You can now get a pretty-print version of parsed HTML to get a visual
picture of how Beautiful Soup parses it, with the Tag.prettify()
method.
== Tree traversal ==
You can use fetch() and first() to search for text in the parse tree,
not just tags. There are new alias methods fetchText() and firstText()
designed for this purpose. As with searching for tags, you can pass in
a string, a regular expression object, or a method to match your text.
If you pass in something besides a map to the attrs argument of
fetch() or first(), Beautiful Soup will assume you want to match that
thing against the "class" attribute. When you're scraping
well-structured HTML, this makes your code a lot cleaner.
1.x and 2.x both let you call a Tag object as a shorthand for
fetch(). For instance, foo("bar") is a shorthand for
foo.fetch("bar"). In 2.x, you can also access a specially-named member
of a Tag object as a shorthand for first(). For instance, foo.barTag
is a shorthand for foo.first("bar"). By chaining these shortcuts you
traverse a tree in very little code: for header in
soup.bodyTag.pTag.tableTag('th'):
There are two new relations between page elements: previousSibling and
nextSibling. They reference the previous and next element at the same
level of the parse tree. For instance, if you have HTML like this:
<p><ul><li>Foo<br /><li>Bar</ul>
The first 'li' tag has a previousSibling of Null and its nextSibling
is the second 'li' tag. The second 'li' tag has a nextSibling of Null
and its previousSibling is the first 'li' tag. The previousSibling of
the 'ul' tag is the first 'p' tag. The nextSibling of 'Foo' is the
'br' tag.
I took out the ability to use fetch() to find tags that have a
specific list of contents. See, I can't even explain it well. It was
really difficult to use, I never used it, and I don't think anyone
else ever used it. To the extent anyone did, they can probably use
fetchText() instead. If it turns out someone needs it I'll think of
another solution.
== Tree manipulation ==
You can add new attributes to a tag, and delete attributes from a
tag. In 1.x you could only change a tag's existing attributes.
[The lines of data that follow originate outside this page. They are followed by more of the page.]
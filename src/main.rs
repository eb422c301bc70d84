//! photodupe command-line entry point.

use clap::Parser;
use photodupe::{
    cli::Cli,
    duplicates::FinderError,
    error::{ExitCode, StructuredError},
};

fn main() -> std::process::ExitCode {
    let cli = Cli::parse();
    let json_errors = cli.json_errors;

    match photodupe::run_app(cli) {
        Ok(code) => code.into(),
        Err(err) => {
            let exit_code = if err
                .downcast_ref::<FinderError>()
                .is_some_and(|e| matches!(e, FinderError::Interrupted))
            {
                ExitCode::Interrupted
            } else {
                ExitCode::GeneralError
            };

            if json_errors {
                let structured = StructuredError::new(&err, exit_code);
                match serde_json::to_string_pretty(&structured) {
                    Ok(json) => eprintln!("{json}"),
                    Err(_) => eprintln!("[{}] Error: {:#}", exit_code.code_prefix(), err),
                }
            } else {
                eprintln!("[{}] Error: {:#}", exit_code.code_prefix(), err);
            }

            exit_code.into()
        }
    }
}
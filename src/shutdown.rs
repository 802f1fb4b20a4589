//! 进程关闭信号处理
//!
//! 只在进程入口使用：收到信号后由入口通知注册器的关闭上下文，注册器本身不监听 OS 信号。
//! 信号处理必须在发起注册之前安装，注册过程中收到的信号同样会触发注销。

use std::future::Future;

use tokio::sync::oneshot;
use tokio::task::JoinHandle;
use tracing::{info, warn};

/// 已安装的 SIGINT / SIGTERM 监听
pub struct ShutdownSignal {
    #[cfg(unix)]
    streams: Option<(tokio::signal::unix::Signal, tokio::signal::unix::Signal)>,
}

impl ShutdownSignal {
    /// 立即安装信号处理，之后到达的信号不再走默认处理（终止进程）
    #[cfg(unix)]
    pub fn install() -> Self {
        use tokio::signal::unix::{SignalKind, signal};

        let streams = match (
            signal(SignalKind::terminate()),
            signal(SignalKind::interrupt()),
        ) {
            (Ok(sigterm), Ok(sigint)) => Some((sigterm, sigint)),
            (Err(e), _) | (_, Err(e)) => {
                warn!(error = %e, "Failed to install unix signal handlers, falling back to Ctrl+C");
                None
            }
        };
        Self { streams }
    }

    #[cfg(not(unix))]
    pub fn install() -> Self {
        Self {}
    }

    /// 等待 SIGINT 或 SIGTERM
    #[cfg(unix)]
    pub async fn wait(self) {
        let Some((mut sigterm, mut sigint)) = self.streams else {
            ctrl_c().await;
            return;
        };

        tokio::select! {
            _ = sigterm.recv() => {
                info!("received SIGTERM signal, deregistering the service");
            }
            _ = sigint.recv() => {
                info!("received SIGINT signal, deregistering the service");
            }
        }
    }

    /// 非 unix 平台只监听 Ctrl+C
    #[cfg(not(unix))]
    pub async fn wait(self) {
        ctrl_c().await;
    }
}

async fn ctrl_c() {
    match tokio::signal::ctrl_c().await {
        Ok(()) => info!("received Ctrl+C signal, deregistering the service"),
        Err(e) => {
            // 监听失败不等同于收到信号
            warn!(error = %e, "Failed to listen for Ctrl+C, shutdown must come from the host");
            std::future::pending::<()>().await;
        }
    }
}

/// 在后台等待 `signal`，完成后通知关闭上下文
///
/// 在注册开始前调用，注册期间到达的信号会在注销钩子安装后立即生效。
pub fn forward_shutdown<S>(signal: S, shutdown: oneshot::Sender<()>) -> JoinHandle<()>
where
    S: Future<Output = ()> + Send + 'static,
{
    tokio::spawn(async move {
        signal.await;
        // 注销钩子已结束时接收端已关闭
        let _ = shutdown.send(());
    })
}
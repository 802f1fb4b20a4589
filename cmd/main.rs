//! # Flare Registrar 入口
//!
//! 作为 sidecar 运行：启动即视为就绪，注册服务与健康检查，收到 SIGINT/SIGTERM 后注销并退出。

use std::path::PathBuf;
use std::process::ExitCode;

use anyhow::{Context, Result};
use clap::Parser;
use tokio::sync::oneshot;
use tracing::{info, warn};

use flare_registrar::config::default_config_candidates;
use flare_registrar::shutdown::{ShutdownSignal, forward_shutdown};
use flare_registrar::tracing::init_tracing_from_config;
use flare_registrar::{ConfigSource, Registrar, ServiceOverrides, load_config};

#[derive(Parser)]
#[command(name = "flare-registrar")]
#[command(about = "Register a service and its health checks to Consul, deregister on shutdown")]
struct Cli {
    /// TOML 配置文件路径
    #[arg(long, env = "REGISTRAR_CONFIG")]
    config: Option<PathBuf>,

    /// 对外公布的服务名
    #[arg(long, env = "SERVICE_NAME")]
    name: Option<String>,

    /// 对外公布的端口
    #[arg(long, env = "SERVICE_PORT")]
    port: Option<u16>,

    /// 注册标签，逗号分隔
    #[arg(long = "consul-tags", env = "CONSUL_TAGS", value_delimiter = ',')]
    consul_tags: Vec<String>,

    /// 健康检查探针的基础 URL
    #[arg(long, env = "SERVICE_URL")]
    url: Option<String>,

    #[arg(long = "consul-check_interval", env = "CONSUL_CHECK_INTERVAL")]
    consul_check_interval: Option<String>,

    #[arg(long = "consul-check_timeout", env = "CONSUL_CHECK_TIMEOUT")]
    consul_check_timeout: Option<String>,

    #[arg(long, env = "LOG_LEVEL")]
    log_level: Option<String>,
}

impl Cli {
    fn overrides(&self) -> ServiceOverrides {
        ServiceOverrides {
            name: self.name.clone(),
            port: self.port,
            tags: self.consul_tags.clone(),
            url: self.url.clone(),
            check_interval: self.consul_check_interval.clone(),
            check_timeout: self.consul_check_timeout.clone(),
        }
    }
}

#[tokio::main]
async fn main() -> Result<ExitCode> {
    let cli = Cli::parse();

    let loaded = load_config(cli.config.as_deref())?;
    let mut config = loaded.config;
    config.consul.apply_env();
    cli.overrides().apply(&mut config.service);
    if let Some(level) = &cli.log_level {
        config.logging.level = level.clone();
    }

    init_tracing_from_config(Some(&config.logging));

    match &loaded.source {
        ConfigSource::File(path) => info!(path = %path.display(), "Loaded registrar config"),
        ConfigSource::Defaults => warn!(
            candidates = ?default_config_candidates(),
            "No registrar config file found, using built-in defaults"
        ),
    }

    let registrar = Registrar::new(config.service.clone()).context("invalid service config")?;

    let (ready_tx, ready_rx) = oneshot::channel();
    let (shutdown_tx, shutdown_rx) = oneshot::channel();

    // 注册开始前安装信号处理，注册期间收到的信号同样触发注销
    let signal = ShutdownSignal::install();
    let forwarder = forward_shutdown(signal.wait(), shutdown_tx);

    // sidecar 模式下被代理的服务没有事件回放，启动即就绪
    let _ = ready_tx.send(());

    let registration = match registrar
        .activate_with_consul(ready_rx, shutdown_rx, config.consul.clone())
        .await
    {
        Ok(registration) => registration,
        Err(e) => {
            forwarder.abort();
            return Err(e).context("service registration failed");
        }
    };

    info!(
        service_id = %registration.identity(),
        consul = %config.consul.address,
        "Registrar is running, waiting for shutdown signal"
    );

    registration
        .deregistered()
        .await
        .context("service deregistration failed")?;

    // 信号触发的退出以状态码 1 结束
    Ok(ExitCode::from(1))
}
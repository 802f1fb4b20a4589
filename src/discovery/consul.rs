//! Consul agent HTTP API 客户端
//!
//! 只覆盖注册器需要的三个接口：
//! - `PUT /v1/agent/service/register`
//! - `PUT /v1/agent/check/register`
//! - `PUT /v1/agent/service/deregister/{id}`

use std::time::Duration;

use async_trait::async_trait;
use reqwest::Client as HttpClient;
use serde::{Deserialize, Serialize};
use tracing::debug;
use url::Url;

use super::{HealthCheckDescriptor, RegistryClient, ServiceDescriptor, ServiceIdentity};
use crate::error::{RegistrarError, Result};

const DEFAULT_ADDRESS: &str = "127.0.0.1:8500";

/// Consul 连接配置
///
/// 默认值与环境变量和 Consul 官方客户端保持一致：
/// `CONSUL_HTTP_ADDR`、`CONSUL_HTTP_TOKEN`、`CONSUL_HTTP_SSL`。
#[derive(Debug, Clone, Deserialize, PartialEq, Eq)]
#[serde(default)]
pub struct ConsulConfig {
    /// agent 地址（`host:port`）
    pub address: String,
    /// `http` 或 `https`
    pub scheme: String,
    /// ACL token
    pub token: Option<String>,
    /// 数据中心
    pub datacenter: Option<String>,
    /// 单次请求超时（毫秒）
    pub request_timeout_ms: u64,
}

impl Default for ConsulConfig {
    fn default() -> Self {
        Self {
            address: DEFAULT_ADDRESS.to_string(),
            scheme: "http".to_string(),
            token: None,
            datacenter: None,
            request_timeout_ms: 5_000,
        }
    }
}

impl ConsulConfig {
    /// 默认配置叠加进程环境变量
    pub fn from_env() -> Self {
        let mut config = Self::default();
        config.apply_env();
        config
    }

    /// 用进程环境变量覆盖当前配置
    pub fn apply_env(&mut self) {
        self.apply_env_from(|key| std::env::var(key).ok());
    }

    /// 用给定的变量查找函数覆盖当前配置
    pub fn apply_env_from<F>(&mut self, lookup: F)
    where
        F: Fn(&str) -> Option<String>,
    {
        if let Some(addr) = lookup("CONSUL_HTTP_ADDR").filter(|v| !v.is_empty()) {
            if let Some(rest) = addr.strip_prefix("https://") {
                self.scheme = "https".to_string();
                self.address = rest.to_string();
            } else if let Some(rest) = addr.strip_prefix("http://") {
                self.scheme = "http".to_string();
                self.address = rest.to_string();
            } else {
                self.address = addr;
            }
        }

        if let Some(token) = lookup("CONSUL_HTTP_TOKEN").filter(|v| !v.is_empty()) {
            self.token = Some(token);
        }

        if let Some(ssl) = lookup("CONSUL_HTTP_SSL") {
            match ssl.to_ascii_lowercase().as_str() {
                "1" | "true" | "t" => self.scheme = "https".to_string(),
                "0" | "false" | "f" => self.scheme = "http".to_string(),
                other => debug!(value = %other, "Ignoring unrecognised CONSUL_HTTP_SSL value"),
            }
        }
    }

    /// agent 的基础 URL
    pub fn base_url(&self) -> Result<Url> {
        if !matches!(self.scheme.as_str(), "http" | "https") {
            return Err(RegistrarError::Client(format!(
                "unsupported Consul scheme `{}`",
                self.scheme
            )));
        }
        let raw = format!("{}://{}/", self.scheme, self.address);
        let url = Url::parse(&raw)
            .map_err(|e| RegistrarError::Client(format!("invalid Consul address `{}`: {}", raw, e)))?;
        if url.host_str().is_none() {
            return Err(RegistrarError::Client(format!("Consul address `{}` has no host", raw)));
        }
        Ok(url)
    }
}

/// 服务注册请求体
#[derive(Debug, Serialize)]
#[serde(rename_all = "PascalCase")]
struct AgentServiceRegistration<'a> {
    #[serde(rename = "ID")]
    id: String,
    name: &'a str,
    port: u16,
    tags: &'a [String],
    #[serde(skip_serializing_if = "Option::is_none")]
    address: Option<&'a str>,
}

impl<'a> From<&'a ServiceDescriptor> for AgentServiceRegistration<'a> {
    fn from(service: &'a ServiceDescriptor) -> Self {
        Self {
            id: service.id.to_string(),
            name: &service.name,
            port: service.port,
            tags: &service.tags,
            address: service.address.as_deref(),
        }
    }
}

/// 健康检查注册请求体
#[derive(Debug, Serialize)]
#[serde(rename_all = "PascalCase")]
struct AgentCheckRegistration<'a> {
    #[serde(rename = "ID")]
    id: &'a str,
    name: &'a str,
    #[serde(skip_serializing_if = "Option::is_none")]
    notes: Option<&'a str>,
    #[serde(rename = "ServiceID")]
    service_id: String,
    #[serde(rename = "HTTP")]
    http: &'a str,
    interval: &'a str,
    timeout: &'a str,
}

impl<'a> From<&'a HealthCheckDescriptor> for AgentCheckRegistration<'a> {
    fn from(check: &'a HealthCheckDescriptor) -> Self {
        Self {
            id: &check.id,
            name: &check.name,
            notes: check.notes.as_deref(),
            service_id: check.service_id.to_string(),
            http: &check.http,
            interval: &check.interval,
            timeout: &check.timeout,
        }
    }
}

/// Consul 客户端
#[derive(Debug, Clone)]
pub struct ConsulClient {
    http_client: HttpClient,
    base_url: Url,
    token: Option<String>,
    datacenter: Option<String>,
}

impl ConsulClient {
    /// 创建客户端；地址非法或 HTTP 客户端构建失败时返回 `RegistrarError::Client`
    pub fn new(config: ConsulConfig) -> Result<Self> {
        let base_url = config.base_url()?;
        let http_client = HttpClient::builder()
            .timeout(Duration::from_millis(config.request_timeout_ms))
            .build()
            .map_err(|e| RegistrarError::Client(format!("failed to build HTTP client: {}", e)))?;

        Ok(Self {
            http_client,
            base_url,
            token: config.token,
            datacenter: config.datacenter,
        })
    }

    pub fn base_url(&self) -> &Url {
        &self.base_url
    }

    fn endpoint(&self, path: &str) -> Result<Url> {
        let mut url = self
            .base_url
            .join(path)
            .map_err(|e| RegistrarError::Client(format!("invalid Consul API path `{}`: {}", path, e)))?;
        if let Some(dc) = &self.datacenter {
            url.query_pairs_mut().append_pair("dc", dc);
        }
        Ok(url)
    }

    /// 发送 PUT 请求，非 2xx 状态转换为 `RegistrarError::Status`
    async fn put<T>(&self, path: &str, body: Option<&T>) -> Result<()>
    where
        T: Serialize + ?Sized,
    {
        let url = self.endpoint(path)?;
        let mut request = self.http_client.put(url.clone());

        if let Some(token) = &self.token {
            request = request.header("X-Consul-Token", token);
        }
        if let Some(body) = body {
            request = request.json(body);
        }

        let response = request.send().await?;
        let status = response.status();
        debug!(url = %url, status = %status, "Consul agent responded");

        if status.is_success() {
            Ok(())
        } else {
            let body = response.text().await.unwrap_or_default();
            Err(RegistrarError::Status {
                status: status.as_u16(),
                body,
            })
        }
    }
}

#[async_trait]
impl RegistryClient for ConsulClient {
    async fn register_service(&self, service: &ServiceDescriptor) -> Result<()> {
        let payload = AgentServiceRegistration::from(service);
        self.put("v1/agent/service/register", Some(&payload)).await
    }

    async fn register_check(&self, check: &HealthCheckDescriptor) -> Result<()> {
        let payload = AgentCheckRegistration::from(check);
        self.put("v1/agent/check/register", Some(&payload)).await
    }

    async fn deregister_service(&self, service_id: &ServiceIdentity) -> Result<()> {
        let path = format!("v1/agent/service/deregister/{}", service_id);
        self.put::<()>(&path, None).await
    }
}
== Porting Considerations ==
In the post-1.2 release you could pass in a function into fetch(). The
function took a string, the tag name. In 2.0, the function takes the
actual Tag object.
It's no longer to pass in SQL-style wildcards to fetch(). Use a
regular expression instead.
The different parsing algorithm means the parse tree may not be shaped
like you expect. This will only actually affect you if your code uses
one of the affected parts. I haven't run into this problem yet while
porting my code.
* A string
* A string with SQL-style wildcards
* A compiled RE object
* A callable that returns None/false/empty string if the given value
doesn't match, and any other value otherwise.
Applied patch from Richie Hindle (richie at entrian dot com) that
makes tag.string a shorthand for tag.contents[0].string when the tag
has only one string-owning child.
Added still more nestable tags. The nestable tags thing won't work in
a lot of cases and needs to be rethought.
Fixed an edge case where searching for "%foo" would match any string
shorter than "foo".
Applied patch from Ben Last (ben at benlast dot com) that made
Tag.renderContents() correctly handle Unicode.